┏━━
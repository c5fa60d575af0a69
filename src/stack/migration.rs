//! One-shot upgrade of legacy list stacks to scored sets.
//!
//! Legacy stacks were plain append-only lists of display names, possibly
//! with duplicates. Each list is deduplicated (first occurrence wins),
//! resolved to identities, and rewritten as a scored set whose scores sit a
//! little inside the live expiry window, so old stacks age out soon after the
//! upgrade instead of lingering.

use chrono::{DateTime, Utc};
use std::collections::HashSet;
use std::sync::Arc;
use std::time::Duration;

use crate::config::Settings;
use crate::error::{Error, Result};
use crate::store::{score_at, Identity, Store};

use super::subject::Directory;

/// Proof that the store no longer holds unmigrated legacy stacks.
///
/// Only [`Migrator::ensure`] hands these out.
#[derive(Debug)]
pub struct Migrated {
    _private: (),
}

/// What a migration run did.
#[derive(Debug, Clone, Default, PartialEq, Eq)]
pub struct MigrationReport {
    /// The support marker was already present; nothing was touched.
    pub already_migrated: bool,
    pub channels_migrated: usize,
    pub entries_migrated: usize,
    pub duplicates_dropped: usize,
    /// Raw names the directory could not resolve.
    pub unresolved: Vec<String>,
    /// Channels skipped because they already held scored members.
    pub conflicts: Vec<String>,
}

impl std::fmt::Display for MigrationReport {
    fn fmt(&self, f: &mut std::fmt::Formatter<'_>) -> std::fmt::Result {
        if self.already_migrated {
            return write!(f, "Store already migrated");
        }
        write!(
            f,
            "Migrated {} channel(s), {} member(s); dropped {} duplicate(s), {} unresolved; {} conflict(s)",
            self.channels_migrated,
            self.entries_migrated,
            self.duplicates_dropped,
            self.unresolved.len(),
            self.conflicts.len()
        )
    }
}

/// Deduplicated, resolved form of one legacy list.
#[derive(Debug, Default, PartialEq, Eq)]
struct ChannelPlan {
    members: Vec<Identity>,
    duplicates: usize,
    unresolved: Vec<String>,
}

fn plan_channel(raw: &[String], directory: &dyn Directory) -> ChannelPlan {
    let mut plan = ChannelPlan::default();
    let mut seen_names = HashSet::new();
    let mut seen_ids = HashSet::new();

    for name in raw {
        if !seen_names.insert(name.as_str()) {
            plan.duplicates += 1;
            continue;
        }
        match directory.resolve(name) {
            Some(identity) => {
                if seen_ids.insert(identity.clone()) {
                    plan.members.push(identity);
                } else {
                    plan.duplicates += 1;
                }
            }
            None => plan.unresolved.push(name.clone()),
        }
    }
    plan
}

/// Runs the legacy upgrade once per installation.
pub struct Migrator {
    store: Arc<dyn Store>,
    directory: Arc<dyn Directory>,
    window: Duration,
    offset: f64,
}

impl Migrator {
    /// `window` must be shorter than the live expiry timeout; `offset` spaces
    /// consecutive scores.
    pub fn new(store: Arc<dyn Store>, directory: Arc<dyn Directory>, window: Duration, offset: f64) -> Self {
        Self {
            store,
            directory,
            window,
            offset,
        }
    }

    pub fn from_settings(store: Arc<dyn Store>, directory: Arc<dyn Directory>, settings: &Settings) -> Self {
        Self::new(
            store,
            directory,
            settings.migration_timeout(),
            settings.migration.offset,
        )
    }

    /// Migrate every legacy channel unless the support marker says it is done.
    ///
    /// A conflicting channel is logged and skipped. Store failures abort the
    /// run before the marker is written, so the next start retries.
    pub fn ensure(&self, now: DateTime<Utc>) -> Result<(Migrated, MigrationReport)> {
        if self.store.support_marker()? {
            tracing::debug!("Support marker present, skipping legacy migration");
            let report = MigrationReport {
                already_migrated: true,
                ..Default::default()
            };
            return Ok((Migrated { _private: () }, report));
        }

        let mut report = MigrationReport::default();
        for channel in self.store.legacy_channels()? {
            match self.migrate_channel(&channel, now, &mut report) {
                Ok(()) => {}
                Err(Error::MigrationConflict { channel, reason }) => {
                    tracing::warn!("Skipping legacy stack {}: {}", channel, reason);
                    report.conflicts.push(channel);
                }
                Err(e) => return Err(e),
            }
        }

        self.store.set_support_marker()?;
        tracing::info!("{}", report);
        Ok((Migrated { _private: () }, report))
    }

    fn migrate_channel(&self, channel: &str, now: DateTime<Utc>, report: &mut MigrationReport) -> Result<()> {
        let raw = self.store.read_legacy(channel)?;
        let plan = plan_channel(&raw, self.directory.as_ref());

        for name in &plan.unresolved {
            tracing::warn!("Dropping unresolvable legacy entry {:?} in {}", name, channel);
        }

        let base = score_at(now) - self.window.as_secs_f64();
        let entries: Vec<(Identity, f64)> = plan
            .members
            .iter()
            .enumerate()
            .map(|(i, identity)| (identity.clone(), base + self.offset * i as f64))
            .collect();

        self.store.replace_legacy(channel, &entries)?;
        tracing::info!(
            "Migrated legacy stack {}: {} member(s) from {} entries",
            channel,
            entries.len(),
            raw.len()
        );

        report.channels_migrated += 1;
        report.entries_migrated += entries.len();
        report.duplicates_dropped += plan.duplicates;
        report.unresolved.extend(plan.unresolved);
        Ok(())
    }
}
┗━━
┏━━
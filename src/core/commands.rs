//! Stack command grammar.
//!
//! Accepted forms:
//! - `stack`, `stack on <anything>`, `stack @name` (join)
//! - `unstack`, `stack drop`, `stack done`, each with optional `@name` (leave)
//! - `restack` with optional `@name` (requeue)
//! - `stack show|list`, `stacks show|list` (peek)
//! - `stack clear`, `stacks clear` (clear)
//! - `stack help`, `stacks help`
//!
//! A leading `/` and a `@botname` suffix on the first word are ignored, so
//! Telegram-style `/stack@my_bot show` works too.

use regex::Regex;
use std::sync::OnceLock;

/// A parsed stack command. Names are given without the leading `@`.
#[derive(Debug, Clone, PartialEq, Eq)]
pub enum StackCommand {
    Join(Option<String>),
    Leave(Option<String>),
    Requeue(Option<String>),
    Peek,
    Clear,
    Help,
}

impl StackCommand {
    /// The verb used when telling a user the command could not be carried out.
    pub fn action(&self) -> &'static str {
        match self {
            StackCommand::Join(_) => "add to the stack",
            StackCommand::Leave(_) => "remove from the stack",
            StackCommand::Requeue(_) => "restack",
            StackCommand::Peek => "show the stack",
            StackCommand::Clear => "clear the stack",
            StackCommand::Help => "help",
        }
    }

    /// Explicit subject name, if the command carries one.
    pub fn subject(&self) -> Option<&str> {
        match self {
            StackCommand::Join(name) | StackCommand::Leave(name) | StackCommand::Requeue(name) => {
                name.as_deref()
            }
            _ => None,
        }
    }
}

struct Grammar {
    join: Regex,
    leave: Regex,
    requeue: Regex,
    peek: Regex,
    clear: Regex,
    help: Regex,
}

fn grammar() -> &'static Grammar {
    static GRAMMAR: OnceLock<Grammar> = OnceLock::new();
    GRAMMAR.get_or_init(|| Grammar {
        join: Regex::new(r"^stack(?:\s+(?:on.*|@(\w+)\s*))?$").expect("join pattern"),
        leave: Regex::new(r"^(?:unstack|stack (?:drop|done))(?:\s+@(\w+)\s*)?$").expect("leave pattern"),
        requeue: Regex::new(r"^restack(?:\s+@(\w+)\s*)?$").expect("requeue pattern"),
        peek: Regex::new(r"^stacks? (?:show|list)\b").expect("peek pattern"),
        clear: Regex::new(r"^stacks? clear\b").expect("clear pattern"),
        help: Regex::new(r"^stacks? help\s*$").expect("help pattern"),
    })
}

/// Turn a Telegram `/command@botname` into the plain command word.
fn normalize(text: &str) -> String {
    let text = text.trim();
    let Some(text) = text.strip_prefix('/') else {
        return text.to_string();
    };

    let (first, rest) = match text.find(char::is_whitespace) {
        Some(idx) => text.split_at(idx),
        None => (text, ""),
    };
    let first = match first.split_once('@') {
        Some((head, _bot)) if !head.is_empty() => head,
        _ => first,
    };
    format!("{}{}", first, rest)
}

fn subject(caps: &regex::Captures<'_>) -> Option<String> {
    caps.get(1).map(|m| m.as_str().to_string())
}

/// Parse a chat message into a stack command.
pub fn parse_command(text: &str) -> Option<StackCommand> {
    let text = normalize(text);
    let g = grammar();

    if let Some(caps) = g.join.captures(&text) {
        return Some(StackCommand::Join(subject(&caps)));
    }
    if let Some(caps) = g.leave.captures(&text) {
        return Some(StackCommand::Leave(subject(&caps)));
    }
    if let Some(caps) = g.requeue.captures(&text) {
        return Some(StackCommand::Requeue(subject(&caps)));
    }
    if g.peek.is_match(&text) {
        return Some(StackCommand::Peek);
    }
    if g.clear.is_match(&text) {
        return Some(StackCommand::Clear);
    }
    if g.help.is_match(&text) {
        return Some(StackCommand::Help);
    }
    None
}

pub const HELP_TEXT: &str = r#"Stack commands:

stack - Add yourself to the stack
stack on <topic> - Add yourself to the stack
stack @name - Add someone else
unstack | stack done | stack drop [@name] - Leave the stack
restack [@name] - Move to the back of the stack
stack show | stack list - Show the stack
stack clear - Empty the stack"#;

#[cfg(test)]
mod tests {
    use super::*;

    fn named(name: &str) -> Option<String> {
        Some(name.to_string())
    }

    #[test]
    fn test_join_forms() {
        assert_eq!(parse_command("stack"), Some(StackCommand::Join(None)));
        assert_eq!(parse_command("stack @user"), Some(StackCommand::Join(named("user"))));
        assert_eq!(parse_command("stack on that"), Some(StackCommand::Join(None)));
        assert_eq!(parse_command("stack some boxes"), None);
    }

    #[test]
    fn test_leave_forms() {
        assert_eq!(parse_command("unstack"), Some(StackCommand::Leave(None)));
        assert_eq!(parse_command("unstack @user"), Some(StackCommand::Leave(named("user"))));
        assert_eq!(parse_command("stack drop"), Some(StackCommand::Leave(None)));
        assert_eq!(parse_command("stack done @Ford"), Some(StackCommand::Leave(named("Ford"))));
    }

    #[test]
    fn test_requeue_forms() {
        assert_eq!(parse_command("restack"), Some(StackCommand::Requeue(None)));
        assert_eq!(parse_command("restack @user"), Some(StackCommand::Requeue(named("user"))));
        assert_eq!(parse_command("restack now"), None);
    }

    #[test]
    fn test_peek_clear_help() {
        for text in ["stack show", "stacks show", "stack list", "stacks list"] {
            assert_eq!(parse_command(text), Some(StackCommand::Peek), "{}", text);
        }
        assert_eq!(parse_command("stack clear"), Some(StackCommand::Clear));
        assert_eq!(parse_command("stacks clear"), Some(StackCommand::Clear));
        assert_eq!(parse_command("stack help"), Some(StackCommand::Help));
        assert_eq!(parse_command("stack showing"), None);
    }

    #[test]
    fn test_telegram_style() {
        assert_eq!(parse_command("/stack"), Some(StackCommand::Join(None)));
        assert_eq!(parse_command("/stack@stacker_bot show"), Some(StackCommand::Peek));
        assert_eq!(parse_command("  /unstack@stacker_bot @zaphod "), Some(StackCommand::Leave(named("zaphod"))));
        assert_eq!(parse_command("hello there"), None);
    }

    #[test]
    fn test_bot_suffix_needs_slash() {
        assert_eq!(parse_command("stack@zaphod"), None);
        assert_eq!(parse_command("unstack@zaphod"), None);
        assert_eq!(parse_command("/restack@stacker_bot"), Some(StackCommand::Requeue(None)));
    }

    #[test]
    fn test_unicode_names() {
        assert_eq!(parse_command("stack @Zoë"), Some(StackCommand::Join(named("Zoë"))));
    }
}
┗━━
┏━━
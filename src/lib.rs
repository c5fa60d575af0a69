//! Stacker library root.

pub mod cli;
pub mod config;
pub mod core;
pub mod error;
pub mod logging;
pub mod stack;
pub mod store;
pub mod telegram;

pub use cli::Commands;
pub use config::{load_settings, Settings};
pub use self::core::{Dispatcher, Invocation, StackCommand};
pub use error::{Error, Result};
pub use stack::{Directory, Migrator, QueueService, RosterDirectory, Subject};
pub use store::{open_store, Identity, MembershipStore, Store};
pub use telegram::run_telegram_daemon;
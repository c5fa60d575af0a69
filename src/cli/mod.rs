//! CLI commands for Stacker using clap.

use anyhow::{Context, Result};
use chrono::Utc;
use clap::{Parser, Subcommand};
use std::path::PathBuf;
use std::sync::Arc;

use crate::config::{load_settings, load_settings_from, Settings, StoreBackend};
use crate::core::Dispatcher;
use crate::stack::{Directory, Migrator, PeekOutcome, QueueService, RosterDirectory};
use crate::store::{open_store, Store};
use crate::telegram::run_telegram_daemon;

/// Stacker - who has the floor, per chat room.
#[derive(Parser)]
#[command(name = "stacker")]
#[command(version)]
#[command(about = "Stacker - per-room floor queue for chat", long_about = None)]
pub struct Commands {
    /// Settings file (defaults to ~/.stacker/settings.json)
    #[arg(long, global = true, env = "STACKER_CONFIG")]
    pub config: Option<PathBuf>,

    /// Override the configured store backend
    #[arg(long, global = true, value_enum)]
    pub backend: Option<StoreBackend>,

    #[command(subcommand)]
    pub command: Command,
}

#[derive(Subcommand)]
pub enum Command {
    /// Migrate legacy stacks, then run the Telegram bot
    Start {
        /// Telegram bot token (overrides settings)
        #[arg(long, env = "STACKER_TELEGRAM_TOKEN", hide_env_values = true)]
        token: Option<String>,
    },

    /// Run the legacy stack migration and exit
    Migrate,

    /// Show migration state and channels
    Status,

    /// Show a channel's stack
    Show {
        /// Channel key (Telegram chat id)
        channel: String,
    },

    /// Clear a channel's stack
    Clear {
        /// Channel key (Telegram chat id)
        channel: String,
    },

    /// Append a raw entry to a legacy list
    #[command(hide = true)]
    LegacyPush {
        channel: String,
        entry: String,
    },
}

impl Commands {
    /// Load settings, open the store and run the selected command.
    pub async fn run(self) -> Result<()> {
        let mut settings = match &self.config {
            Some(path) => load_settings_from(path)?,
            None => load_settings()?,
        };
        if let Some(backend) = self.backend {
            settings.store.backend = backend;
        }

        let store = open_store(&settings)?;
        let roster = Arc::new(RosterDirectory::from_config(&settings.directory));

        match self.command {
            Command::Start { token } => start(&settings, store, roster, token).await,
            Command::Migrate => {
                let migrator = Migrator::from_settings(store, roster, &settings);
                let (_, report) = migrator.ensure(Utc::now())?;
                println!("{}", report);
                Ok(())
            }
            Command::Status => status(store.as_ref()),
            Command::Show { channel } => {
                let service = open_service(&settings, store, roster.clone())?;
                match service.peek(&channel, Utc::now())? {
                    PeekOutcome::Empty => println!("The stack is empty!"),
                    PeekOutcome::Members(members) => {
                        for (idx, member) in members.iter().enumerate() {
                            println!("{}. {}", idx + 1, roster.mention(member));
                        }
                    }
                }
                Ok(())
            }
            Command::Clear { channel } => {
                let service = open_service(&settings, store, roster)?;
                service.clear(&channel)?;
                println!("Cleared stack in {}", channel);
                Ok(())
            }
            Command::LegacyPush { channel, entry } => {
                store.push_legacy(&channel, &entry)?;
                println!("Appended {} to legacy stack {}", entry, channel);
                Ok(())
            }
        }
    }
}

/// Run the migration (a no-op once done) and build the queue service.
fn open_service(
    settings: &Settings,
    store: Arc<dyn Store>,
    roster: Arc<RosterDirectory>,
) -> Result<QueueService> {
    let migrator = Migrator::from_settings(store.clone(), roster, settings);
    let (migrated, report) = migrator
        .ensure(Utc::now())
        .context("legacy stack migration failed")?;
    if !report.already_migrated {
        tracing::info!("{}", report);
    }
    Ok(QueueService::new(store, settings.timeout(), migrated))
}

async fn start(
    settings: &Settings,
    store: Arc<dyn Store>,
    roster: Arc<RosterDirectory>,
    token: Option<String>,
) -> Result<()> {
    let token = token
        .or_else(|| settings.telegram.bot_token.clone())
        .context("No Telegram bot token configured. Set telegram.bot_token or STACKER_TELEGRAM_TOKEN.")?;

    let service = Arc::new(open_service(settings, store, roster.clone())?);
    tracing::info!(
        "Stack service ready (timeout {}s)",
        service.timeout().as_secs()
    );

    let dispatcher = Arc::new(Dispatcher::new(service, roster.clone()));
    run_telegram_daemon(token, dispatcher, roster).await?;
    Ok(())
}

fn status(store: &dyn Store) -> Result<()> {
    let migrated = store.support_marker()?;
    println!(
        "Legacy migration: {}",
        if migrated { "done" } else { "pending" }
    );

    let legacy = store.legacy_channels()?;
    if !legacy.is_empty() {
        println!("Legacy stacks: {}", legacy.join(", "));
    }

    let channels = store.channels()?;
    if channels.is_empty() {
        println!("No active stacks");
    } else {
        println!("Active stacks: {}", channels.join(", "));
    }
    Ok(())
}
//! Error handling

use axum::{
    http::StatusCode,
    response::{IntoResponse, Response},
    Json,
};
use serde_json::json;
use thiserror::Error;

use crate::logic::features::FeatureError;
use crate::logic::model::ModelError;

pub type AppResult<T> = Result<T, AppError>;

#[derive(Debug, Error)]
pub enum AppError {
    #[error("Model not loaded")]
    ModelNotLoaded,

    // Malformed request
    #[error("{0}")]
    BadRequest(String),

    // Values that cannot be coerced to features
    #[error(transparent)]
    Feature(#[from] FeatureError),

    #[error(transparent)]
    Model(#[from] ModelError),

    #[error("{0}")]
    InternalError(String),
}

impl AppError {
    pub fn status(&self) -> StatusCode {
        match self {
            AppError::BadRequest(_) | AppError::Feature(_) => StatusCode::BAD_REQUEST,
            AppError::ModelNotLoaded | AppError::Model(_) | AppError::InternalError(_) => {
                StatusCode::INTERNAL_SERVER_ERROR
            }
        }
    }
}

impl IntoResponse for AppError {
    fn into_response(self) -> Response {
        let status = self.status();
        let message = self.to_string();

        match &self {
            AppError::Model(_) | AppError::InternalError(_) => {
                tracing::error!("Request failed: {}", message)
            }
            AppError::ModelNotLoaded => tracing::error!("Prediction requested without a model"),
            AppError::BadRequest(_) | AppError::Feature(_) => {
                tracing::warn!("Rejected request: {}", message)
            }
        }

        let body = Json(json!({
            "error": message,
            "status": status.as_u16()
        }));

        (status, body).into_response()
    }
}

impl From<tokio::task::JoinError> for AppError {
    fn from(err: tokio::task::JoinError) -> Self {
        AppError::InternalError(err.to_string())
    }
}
┗━━
Take the lines above from the one containing "for name in raw" to the one containing "plan.members.push(identity);" and retype them exactly, both ends included, with nothing added.

EXERCISE ANSWER:
    for name in raw {
        if !seen_names.insert(name.as_str()) {
            plan.duplicates += 1;
            continue;
        }
        match directory.resolve(name) {
            Some(identity) => {
                if seen_ids.insert(identity.clone()) {
                    plan.members.push(identity);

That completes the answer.